(The Center Square) — The Justice Department is taking Maine to court over its segregation of children with behavioral problems in hospitals and juvenile detention facilities, alleging civil rights violations.
A lawsuit filed by the Justice Department’s Civil Rights Division argues that Maine’s policy violates the Americans with Disabilities Act and the Supreme Court’s 1999 Olmstead ruling, which is aimed at ensuring that people with disabilities receiving government assistance aren’t needlessly isolated.
“The State of Maine has an obligation to protect its residents, including children with behavioral health disabilities, and such children should not be confined to facilities away from their families and community resources,” Kristen Clarke, an assistant attorney general with the Justice Department’s Civil Rights Division, said in a statement.
Mills administration officials say the state has worked to strengthen children’s behavioral health services and has cooperated with the Justice Department to address previous claims about the alleged violations.
“We are deeply disappointed that the U.S. DOJ has decided to sue the state rather than continue our collaborative, good-faith effort to strengthen the delivery of children’s behavioral health services,” Lindsay Hammes, a spokesperson for the state Department of Health and Human Services, said in a statement. “The State of Maine will vigorously defend itself.”

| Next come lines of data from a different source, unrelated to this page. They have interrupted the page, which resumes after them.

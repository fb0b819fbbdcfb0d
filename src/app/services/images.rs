//! Embedded image references (`![[link]]`) and their replacement with hosted links.

use regex_lite::Regex;
use std::collections::HashMap;
use std::path::{Path, PathBuf};
use std::sync::LazyLock;

use super::imgur::ImageHost;
use crate::app::infrastructure::vault::Vault;

static EMBED_RE: LazyLock<Regex> =
    LazyLock::new(|| Regex::new(r"!\[\[(.*?)\]\]").expect("embed pattern is valid"));

/// One `![[...]]` occurrence in a note.
#[derive(Debug, Clone, Copy, PartialEq, Eq)]
pub struct ImageReference<'a> {
    /// Exact source text, brackets included.
    pub raw: &'a str,
    /// Link as written between the brackets.
    pub link: &'a str,
    start: usize,
}

impl<'a> ImageReference<'a> {
    /// The link without a `|size` or `|alias` suffix or a `#subpath`.
    pub fn link_path(&self) -> &'a str {
        let link = self.link.split('|').next().unwrap_or(self.link);
        link.split('#').next().unwrap_or(link).trim()
    }

    fn range(&self) -> std::ops::Range<usize> {
        self.start..self.start + self.raw.len()
    }
}

/// All embedded image references in document order, duplicates included.
pub fn find_references(text: &str) -> Vec<ImageReference<'_>> {
    EMBED_RE
        .captures_iter(text)
        .filter_map(|caps| {
            let whole = caps.get(0)?;
            let link = caps.get(1)?;
            Some(ImageReference {
                raw: whole.as_str(),
                link: link.as_str(),
                start: whole.start(),
            })
        })
        .collect()
}

/// Look an embedded link up in the vault, relative to the note's directory.
pub fn resolve(vault: &dyn Vault, link_path: &str, source_dir: &Path) -> Option<PathBuf> {
    vault.resolve_link(link_path, source_dir)
}

/// Markdown that replaces an uploaded embed.
pub fn uploaded_image_markdown(url: &str) -> String {
    format!("![Uploaded Image]({})", url)
}

#[derive(Debug, Clone, Default, PartialEq, Eq)]
pub struct ImagePass {
    pub content: String,
    pub uploaded: usize,
    pub skipped: usize,
}

/// Upload every resolvable embed and rewrite it as a markdown image link.
///
/// Uploads run one at a time in document order. A link that does not resolve,
/// cannot be read or fails to upload is left exactly as written. Each distinct
/// link is uploaded at most once per pass.
pub fn upload_and_replace(
    text: &str,
    source_dir: &Path,
    vault: &dyn Vault,
    host: &dyn ImageHost,
) -> ImagePass {
    let references = find_references(text);
    if references.is_empty() {
        return ImagePass {
            content: text.to_string(),
            ..Default::default()
        };
    }

    let mut uploads: HashMap<&str, Option<String>> = HashMap::new();
    let mut pass = ImagePass {
        content: String::with_capacity(text.len()),
        ..Default::default()
    };
    let mut cursor = 0;

    for reference in &references {
        let link_path = reference.link_path();
        let hosted = uploads
            .entry(link_path)
            .or_insert_with(|| upload_one(link_path, source_dir, vault, host));

        let range = reference.range();
        pass.content.push_str(&text[cursor..range.start]);
        match hosted.as_deref() {
            Some(url) => {
                pass.content.push_str(&uploaded_image_markdown(url));
                pass.uploaded += 1;
            }
            None => {
                pass.content.push_str(reference.raw);
                pass.skipped += 1;
            }
        }
        cursor = range.end;
    }
    pass.content.push_str(&text[cursor..]);

    pass
}

fn upload_one(link_path: &str, source_dir: &Path, vault: &dyn Vault, host: &dyn ImageHost) -> Option<String> {
    let Some(path) = resolve(vault, link_path, source_dir) else {
        tracing::warn!(link = link_path, "embedded image not found in vault, leaving as is");
        return None;
    };

    let bytes = match vault.read_binary(&path) {
        Ok(bytes) => bytes,
        Err(e) => {
            tracing::warn!(path = %path.display(), error = %e, "could not read image, leaving as is");
            return None;
        }
    };

    match host.upload(&bytes) {
        Ok(url) => {
            tracing::debug!(link = link_path, %url, "image uploaded");
            Some(url)
        }
        Err(e) => {
            tracing::warn!(link = link_path, error = %e, "image upload failed, leaving as is");
            None
        }
    }
}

The ADA and the Olmstead decision require states to ensure the services they provide for children with disabilities are available in the most integrated setting appropriate to each child’s needs, according to the Justice Department. That includes assistance with daily activities, behavior management and individual or family counseling that can help prevent a child from being institutionalized during a mental health crisis.
A 2022 Justice Department investigation found that Maine’s community-based behavioral health system fails to provide sufficient services. As a result, hundreds of children are “unnecessarily segregated in institutions each year, while other children are at serious risk of entering institutions,” according to a DOJ report.
As a result, Maine children end up in hospitals or residential facilities, including the state-operated juvenile detention facility, Long Creek Youth Development Center, to receive behavioral health services.
Others are at serious risk of entering these facilities as their families struggle to keep them home despite the lack of necessary services, the lawsuit alleges.
“Families across Maine must be able to access local community-based services for their children with behavioral health disabilities,” U.S. Attorney Darcie N. McElwee for Maine, said in a statement. “The alleged violations identified by the Justice Department must be remedied so that these children and their families can obtain services in their own communities, as required by the Americans with Disabilities Act.”
Disability advocates, who have been urging the Justice Department to crack down on Maine for years, praised the lawsuit and hoped it would force the state to make the long-awaited changes to the system.
“Twenty-five years after the landmark Supreme Court decision Olmstead v. L.C., which found that unnecessarily segregating people with disabilities into institutional settings violates the Americans with Disabilities Act, Maine children and their families are still waiting for a legally compliant behavioral health system,” Atlee Reilly, managing attorney at Disability Rights Maine, said in a statement.
“And despite calls for more than a decade to ensure the availability of those services, Maine has failed to do so,” Reilly said. “Unfortunately, this lawsuit was the necessary result of that continued failure.”